Bailey said the COVID-19 pandemic helped create a path for the current sprouting of gay bars all over D.C., especially in what are the mainstream, popular areas. “I think luckily the pandemic, at least in D.C., did open up an opportunity for a number of entrepreneurs to say ‘Hey! I have an option here.’ Some of these businesses are looking for people to buy them out or to move in, and so a bunch of people took advantage of that.”
The LGBTQ community has always had a presence in the city. It has been recorded that as early as the 1950s, Washington had become a space recognized for its ability to bring LGBTQ people together.
“I feel like every time I take two steps, I run into another gay person,” Etienne said about living in Logan Circle and the queerness of the city. “I love it. I also think about the nature of what goes on in D.C. Historically, the government has always had a significant number of gay people working for it. Looking back to the Lavender Scare and even before then it’s always been a spot where gay men have either come professionally or personally.”
Mark Meinke, a 76-year-old self-described gay historian founded The Rainbow History Project, an organization that works to “collect, preserve and promote the history and culture of the diverse LGBTQ communities in metropolitan Washington, D.C.” His research supports exactly what Etienne described.
“Between the [19]20s through the [19]60s, most of the gay spaces were owned by straight people,” Meinke said. A consequence of this, he explains, is that there was less of an outward recognition of these spaces as being LGBTQ friendly, keeping the community a secret. “Tolerance comes and tolerance goes,” he said as he explained why the number of accepting spaces increased and decreased during that time.

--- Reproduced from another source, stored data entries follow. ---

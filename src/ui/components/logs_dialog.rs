//! Log viewer overlay backed by the in-memory logger

use crate::constants::TITLE_LOGS;
use crate::ui::layout::LayoutManager;
use ratatui::{
    layout::{Margin, Rect},
    style::{Color, Style},
    text::{Line, Span},
    widgets::{Block, Borders, Clear, List, ListItem, Paragraph},
    Frame,
};

pub struct LogsDialog;

impl LogsDialog {
    /// Render `logs` (newest first) in a modal covering most of `area`
    pub fn render(frame: &mut Frame, logs: &[String], area: Rect) {
        let modal_area = LayoutManager::centered_rect(80, 80, area);

        frame.render_widget(Clear, modal_area);

        let block = Block::default()
            .title(TITLE_LOGS)
            .borders(Borders::ALL)
            .style(Style::default().bg(Color::Black))
            .border_style(Style::default().fg(Color::Cyan));
        frame.render_widget(block, modal_area);

        let inner_area = modal_area.inner(Margin {
            vertical: 1,
            horizontal: 1,
        });

        if logs.is_empty() {
            let no_logs = Paragraph::new("No log entries yet").style(Style::default().fg(Color::Gray));
            frame.render_widget(no_logs, inner_area);
            return;
        }

        let items: Vec<ListItem> = logs
            .iter()
            .take(inner_area.height as usize)
            .map(|entry| {
                // Entries look like "[HH:MM:SS] message"
                let (timestamp, message) = match entry.find("] ") {
                    Some(end) => (&entry[..=end], &entry[end + 2..]),
                    None => ("", entry.as_str()),
                };

                let message_style = if message.contains("failed") || message.contains("Failed") {
                    Style::default().fg(Color::Red)
                } else if message.contains("Discarding") || message.contains("Ignoring") {
                    Style::default().fg(Color::Yellow)
                } else {
                    Style::default().fg(Color::White)
                };

                ListItem::new(Line::from(vec![
                    Span::styled(timestamp.to_string(), Style::default().fg(Color::DarkGray)),
                    Span::raw(" "),
                    Span::styled(message.to_string(), message_style),
                ]))
            })
            .collect();

        frame.render_widget(List::new(items), inner_area);
    }
}
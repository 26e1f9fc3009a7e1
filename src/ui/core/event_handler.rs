use crossterm::event::{poll, Event, KeyEvent, KeyEventKind};
use tokio::time::Duration;

pub struct EventHandler {
    tick_rate: Duration,
}

impl EventHandler {
    pub fn new() -> Self {
        Self {
            tick_rate: Duration::from_millis(100), // 10 Hz for application ticks
        }
    }

    pub fn with_tick_rate(tick_rate: Duration) -> Self {
        Self { tick_rate }
    }

    pub fn tick_rate(&self) -> Duration {
        self.tick_rate
    }

    pub async fn next_event(&mut self) -> anyhow::Result<EventType> {
        // Check for terminal events without blocking first
        if poll(Duration::from_millis(0))? {
            return Ok(match crossterm::event::read()? {
                // Release/repeat events would double every keystroke on some platforms
                Event::Key(key) if key.kind == KeyEventKind::Press => EventType::Key(key),
                Event::Resize(w, h) => EventType::Resize(w, h),
                _ => EventType::Other,
            });
        }

        // If no immediate event, wait a bit and return tick
        tokio::time::sleep(self.tick_rate).await;
        Ok(EventType::Tick)
    }
}

#[derive(Debug, Clone)]
pub enum EventType {
    Key(KeyEvent),
    Resize(u16, u16),
    Tick,
    Other,
}

impl Default for EventHandler {
    fn default() -> Self {
        Self::new()
    }
}
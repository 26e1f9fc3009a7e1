use anyhow::{Context, Result};

use trivialist::backend::create_backend;
use trivialist::config::Config;
use trivialist::logger::Logger;
use trivialist::ui::core::AppContext;
use trivialist::ui::run_app;

#[tokio::main]
async fn main() -> Result<()> {
    let args: Vec<String> = std::env::args().collect();

    if args.iter().any(|arg| arg == "--generate-config") {
        let path = Config::get_default_config_path()?;
        Config::generate_default_config(&path)?;
        return Ok(());
    }

    let config = Config::load().context("Failed to load configuration")?;
    let logger = Logger::from_config(config.logging.enabled)?;
    log::info!("Starting Trivialist against {}", config.api.base_url);

    let backend = create_backend(&config.api)?;
    let context = AppContext::new(config, backend, logger);

    run_app(context).await
}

This fluctuation of accepting bar owners began to change in the 1960s, as places that offered a safe space for LGBTQ people to meet, dance, drink, celebrate, and politically organize became more frequent and owned by more LGBTQ people. Meinke was able to track the increase of acceptance for the LGBTQ community by collecting advertisements from past issues of the Washington Blade (originally called the Gay Blade) from the ‘60s on as more gay-owned or more publicly gay-friendly establishments began to distribute the newspaper. Meinke also tracked additional gay literature in these gay bars, like that of Franklin Kameny’s Mattachine Society literature and their “Gay Is Good” buttons. The literature Kameny distributed was some of the first documented forms of LGBTQ activism in the U.S. and encouraged LGBTQ people to mobilize.
Meinke noticed that during this time, one gay bar called JoAnna’s on Eighth Street in Southeast D.C. became a popular designation for gay people after the owner installed a dance floor.
“In 1968, in Capitol Hill with JoAnna’s, a new social option had emerged for women, one with a dance floor,” Meinke said. In his presentation for the 2002 Washington Historical Conference titled “The Social Geography of Washington, D.C.’s Gay, Lesbian, Bisexual, and Transgendered Community,” Meinke said that the gay community wanted more gay dance floors.
This inspired others in the gayborhood to create more dance spaces. “Johnnie’s (across the street [from JoAnna’s]) saw the future and installed a postage stamp-sized dance floor, and began getting lots of customers…Same-sex dancing in the clubs was perhaps one of the greatest innovations on the social scene in the 1960s,” Meinke wrote.
Not only did the expanding gay bar scene impact who was visiting the city, but the presence of the federal government and the number of universities located in the area also helped attract the gay community, Meinke explained.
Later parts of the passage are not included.